[Collected data]
▽

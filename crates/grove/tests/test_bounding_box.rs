//! Tests for cached bounding boxes and dirty propagation.

#[cfg(test)]
mod tests {
    use grove::{
        InstanceId,
        error::Result,
        geom::{EdgeInsets, Matrix4, Point, Rect},
        props::{Overflow, ViewProps},
        testing::harness::Harness,
    };
    use rand::{Rng, SeedableRng, rngs::StdRng};

    fn view() -> ViewProps {
        ViewProps::default()
    }

    /// Build a random tree of unclipped views and return each node with its
    /// frame in root coordinates.
    fn random_tree(h: &mut Harness, rng: &mut StdRng, n: i32) -> Result<Vec<(InstanceId, Rect)>> {
        let root = h.create_with_frame(1, view(), Rect::new(0.0, 0.0, 50.0, 50.0))?;
        let mut placed = vec![(1, root, Rect::new(0.0, 0.0, 50.0, 50.0))];
        for tag in 2..=n {
            let (ptag, _, pabs) = placed[rng.random_range(0..placed.len())];
            let frame = Rect::new(
                rng.random_range(-40.0..80.0),
                rng.random_range(-40.0..80.0),
                rng.random_range(1.0..60.0),
                rng.random_range(1.0..60.0),
            );
            let id = h.create_with_frame(tag, view(), frame)?;
            let index = h.tree.children(h.id(ptag)?).len();
            h.insert(ptag, tag, index)?;
            placed.push((tag, id, frame.offset_by(pabs.origin)));
        }
        Ok(placed.into_iter().map(|(_, id, r)| (id, r)).collect())
    }

    fn contains(outer: Rect, inner: Rect) -> bool {
        let eps = 1e-3;
        outer.min_x() <= inner.min_x() + eps
            && outer.min_y() <= inner.min_y() + eps
            && outer.max_x() + eps >= inner.max_x()
            && outer.max_y() + eps >= inner.max_y()
    }

    #[test]
    fn root_box_covers_every_descendant() -> Result<()> {
        for seed in 0..8 {
            let mut rng = StdRng::seed_from_u64(seed);
            let mut h = Harness::new();
            let nodes = random_tree(&mut h, &mut rng, 24)?;
            let root = nodes[0].0;
            let bb = h.tree.bounding_box(root).expect("root box");
            for (_, abs) in &nodes {
                assert!(contains(bb, *abs), "seed {seed}: {bb:?} misses {abs:?}");
            }
        }
        Ok(())
    }

    #[test]
    fn recomputation_is_idempotent() -> Result<()> {
        let mut rng = StdRng::seed_from_u64(42);
        let mut h = Harness::new();
        let nodes = random_tree(&mut h, &mut rng, 16)?;
        let first: Vec<Option<Rect>> = nodes.iter().map(|(id, _)| h.tree.bounding_box(*id)).collect();
        let cached: Vec<Option<Rect>> = nodes.iter().map(|(id, _)| h.tree.bounding_box(*id)).collect();
        assert_eq!(first, cached);
        for (id, _) in &nodes {
            h.tree.mark_bounding_box_dirty(*id);
        }
        let again: Vec<Option<Rect>> = nodes.iter().map(|(id, _)| h.tree.bounding_box(*id)).collect();
        assert_eq!(first, again);
        Ok(())
    }

    #[test]
    fn clipping_nodes_still_count_their_children() -> Result<()> {
        let mut h = Harness::new();
        let clip = h.create_with_frame(
            1,
            ViewProps {
                overflow: Overflow::Hidden,
                hit_slop: EdgeInsets::uniform(5.0),
                ..view()
            },
            Rect::new(0.0, 0.0, 100.0, 100.0),
        )?;
        h.create_with_frame(2, view(), Rect::new(80.0, 80.0, 100.0, 100.0))?;
        h.insert(1, 2, 0)?;
        assert_eq!(
            h.tree.bounding_box(clip),
            Some(Rect::new(-5.0, -5.0, 185.0, 185.0))
        );

        // The clip still bounds hit testing.
        assert_eq!(h.tree.hit_test(Point::new(90.0, 90.0)).map(|r| r.tag), Some(grove::Tag(2)));
        assert!(h.tree.hit_test(Point::new(150.0, 150.0)).is_none());
        Ok(())
    }

    #[test]
    fn child_transform_is_applied_around_its_centre() -> Result<()> {
        let mut h = Harness::new();
        let root = h.create_with_frame(1, view(), Rect::new(0.0, 0.0, 10.0, 10.0))?;
        h.create_with_frame(
            2,
            ViewProps {
                transform: Matrix4::scale(2.0, 2.0),
                ..view()
            },
            Rect::new(20.0, 20.0, 10.0, 10.0),
        )?;
        h.insert(1, 2, 0)?;
        let bb = h.tree.bounding_box(root).expect("root box");
        assert!(bb.approx_eq(&Rect::new(0.0, 0.0, 35.0, 35.0), 1e-4), "{bb:?}");
        Ok(())
    }

    #[test]
    fn layout_change_reaches_unclipped_ancestors() -> Result<()> {
        let mut h = Harness::new();
        let root = h.create_with_frame(1, view(), Rect::new(0.0, 0.0, 10.0, 10.0))?;
        h.create_with_frame(2, view(), Rect::new(0.0, 0.0, 10.0, 10.0))?;
        h.insert(1, 2, 0)?;
        assert_eq!(h.tree.bounding_box(root), Some(Rect::new(0.0, 0.0, 10.0, 10.0)));
        h.layout(2, Rect::new(50.0, 0.0, 10.0, 10.0))?;
        assert_eq!(h.tree.bounding_box(root), Some(Rect::new(0.0, 0.0, 60.0, 10.0)));
        Ok(())
    }

    #[test]
    fn hit_test_finds_the_topmost_deepest_target() -> Result<()> {
        let mut h = Harness::new();
        h.create_with_frame(1, view(), Rect::new(0.0, 0.0, 200.0, 200.0))?;
        h.create_with_frame(2, view(), Rect::new(10.0, 10.0, 100.0, 100.0))?;
        h.create_with_frame(3, view(), Rect::new(50.0, 50.0, 100.0, 100.0))?;
        h.create_with_frame(4, view(), Rect::new(150.0, 150.0, 20.0, 20.0))?;
        h.insert(1, 2, 0)?;
        h.insert(1, 3, 1)?;
        h.insert(2, 4, 0)?;

        let hit = h.tree.hit_test(Point::new(60.0, 60.0)).expect("hit");
        assert_eq!(hit.tag, grove::Tag(3));
        assert_eq!(hit.local_point, Point::new(10.0, 10.0));

        // Outside its parent's frame but inside the parent's bounding box.
        let hit = h.tree.hit_test(Point::new(165.0, 165.0)).expect("hit");
        assert_eq!(hit.tag, grove::Tag(4));
        assert_eq!(hit.path.len(), 3);

        assert!(h.tree.hit_test(Point::new(500.0, 500.0)).is_none());
        Ok(())
    }
}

△

> [TASK OBJECTIVE] Reproduce each entry from the records above, character for character.

> [ANSWER TO THIS TASK]
filename crates/grove/tests/test_bounding_box.rs
//! Tests for cached bounding boxes and dirty propagation.

#[cfg(test)]
mod tests {
    use grove::{
        InstanceId,
        error::Result,
        geom::{EdgeInsets, Matrix4, Point, Rect},
        props::{Overflow, ViewProps},
        testing::harness::Harness,
    };
    use rand::{Rng, SeedableRng, rngs::StdRng};

    fn view() -> ViewProps {
        ViewProps::default()
    }

    /// Build a random tree of unclipped views and return each node with its
    /// frame in root coordinates.
    fn random_tree(h: &mut Harness, rng: &mut StdRng, n: i32) -> Result<Vec<(InstanceId, Rect)>> {
        let root = h.create_with_frame(1, view(), Rect::new(0.0, 0.0, 50.0, 50.0))?;
        let mut placed = vec![(1, root, Rect::new(0.0, 0.0, 50.0, 50.0))];
        for tag in 2..=n {
            let (ptag, _, pabs) = placed[rng.random_range(0..placed.len())];
            let frame = Rect::new(
                rng.random_range(-40.0..80.0),
                rng.random_range(-40.0..80.0),
                rng.random_range(1.0..60.0),
                rng.random_range(1.0..60.0),
            );
            let id = h.create_with_frame(tag, view(), frame)?;
            let index = h.tree.children(h.id(ptag)?).len();
            h.insert(ptag, tag, index)?;
            placed.push((tag, id, frame.offset_by(pabs.origin)));
        }
        Ok(placed.into_iter().map(|(_, id, r)| (id, r)).collect())
    }

    fn contains(outer: Rect, inner: Rect) -> bool {
        let eps = 1e-3;
        outer.min_x() <= inner.min_x() + eps
            && outer.min_y() <= inner.min_y() + eps
            && outer.max_x() + eps >= inner.max_x()
            && outer.max_y() + eps >= inner.max_y()
    }

    #[test]
    fn root_box_covers_every_descendant() -> Result<()> {
        for seed in 0..8 {
            let mut rng = StdRng::seed_from_u64(seed);
            let mut h = Harness::new();
            let nodes = random_tree(&mut h, &mut rng, 24)?;
            let root = nodes[0].0;
            let bb = h.tree.bounding_box(root).expect("root box");
            for (_, abs) in &nodes {
                assert!(contains(bb, *abs), "seed {seed}: {bb:?} misses {abs:?}");
            }
        }
        Ok(())
    }

    #[test]
    fn recomputation_is_idempotent() -> Result<()> {
        let mut rng = StdRng::seed_from_u64(42);
        let mut h = Harness::new();
        let nodes = random_tree(&mut h, &mut rng, 16)?;
        let first: Vec<Option<Rect>> = nodes.iter().map(|(id, _)| h.tree.bounding_box(*id)).collect();
        let cached: Vec<Option<Rect>> = nodes.iter().map(|(id, _)| h.tree.bounding_box(*id)).collect();
        assert_eq!(first, cached);
        for (id, _) in &nodes {
            h.tree.mark_bounding_box_dirty(*id);
        }
        let again: Vec<Option<Rect>> = nodes.iter().map(|(id, _)| h.tree.bounding_box(*id)).collect();
        assert_eq!(first, again);
        Ok(())
    }

    #[test]
    fn clipping_nodes_still_count_their_children() -> Result<()> {
        let mut h = Harness::new();
        let clip = h.create_with_frame(
            1,
            ViewProps {
                overflow: Overflow::Hidden,
                hit_slop: EdgeInsets::uniform(5.0),
                ..view()
            },
            Rect::new(0.0, 0.0, 100.0, 100.0),
        )?;
        h.create_with_frame(2, view(), Rect::new(80.0, 80.0, 100.0, 100.0))?;
        h.insert(1, 2, 0)?;
        assert_eq!(
            h.tree.bounding_box(clip),
            Some(Rect::new(-5.0, -5.0, 185.0, 185.0))
        );

        // The clip still bounds hit testing.
        assert_eq!(h.tree.hit_test(Point::new(90.0, 90.0)).map(|r| r.tag), Some(grove::Tag(2)));
        assert!(h.tree.hit_test(Point::new(150.0, 150.0)).is_none());
        Ok(())
    }

    #[test]
    fn child_transform_is_applied_around_its_centre() -> Result<()> {
        let mut h = Harness::new();
        let root = h.create_with_frame(1, view(), Rect::new(0.0, 0.0, 10.0, 10.0))?;
        h.create_with_frame(
            2,
            ViewProps {
                transform: Matrix4::scale(2.0, 2.0),
                ..view()
            },
            Rect::new(20.0, 20.0, 10.0, 10.0),
        )?;
        h.insert(1, 2, 0)?;
        let bb = h.tree.bounding_box(root).expect("root box");
        assert!(bb.approx_eq(&Rect::new(0.0, 0.0, 35.0, 35.0), 1e-4), "{bb:?}");
        Ok(())
    }

    #[test]
    fn layout_change_reaches_unclipped_ancestors() -> Result<()> {
        let mut h = Harness::new();
        let root = h.create_with_frame(1, view(), Rect::new(0.0, 0.0, 10.0, 10.0))?;
        h.create_with_frame(2, view(), Rect::new(0.0, 0.0, 10.0, 10.0))?;
        h.insert(1, 2, 0)?;
        assert_eq!(h.tree.bounding_box(root), Some(Rect::new(0.0, 0.0, 10.0, 10.0)));
        h.layout(2, Rect::new(50.0, 0.0, 10.0, 10.0))?;
        assert_eq!(h.tree.bounding_box(root), Some(Rect::new(0.0, 0.0, 60.0, 10.0)));
        Ok(())
    }

    #[test]
    fn hit_test_finds_the_topmost_deepest_target() -> Result<()> {
        let mut h = Harness::new();
        h.create_with_frame(1, view(), Rect::new(0.0, 0.0, 200.0, 200.0))?;
        h.create_with_frame(2, view(), Rect::new(10.0, 10.0, 100.0, 100.0))?;
        h.create_with_frame(3, view(), Rect::new(50.0, 50.0, 100.0, 100.0))?;
        h.create_with_frame(4, view(), Rect::new(150.0, 150.0, 20.0, 20.0))?;
        h.insert(1, 2, 0)?;
        h.insert(1, 3, 1)?;
        h.insert(2, 4, 0)?;

        let hit = h.tree.hit_test(Point::new(60.0, 60.0)).expect("hit");
        assert_eq!(hit.tag, grove::Tag(3));
        assert_eq!(hit.local_point, Point::new(10.0, 10.0));

        // Outside its parent's frame but inside the parent's bounding box.
        let hit = h.tree.hit_test(Point::new(165.0, 165.0)).expect("hit");
        assert_eq!(hit.tag, grove::Tag(4));
        assert_eq!(hit.path.len(), 3);

        assert!(h.tree.hit_test(Point::new(500.0, 500.0)).is_none());
        Ok(())
    }
}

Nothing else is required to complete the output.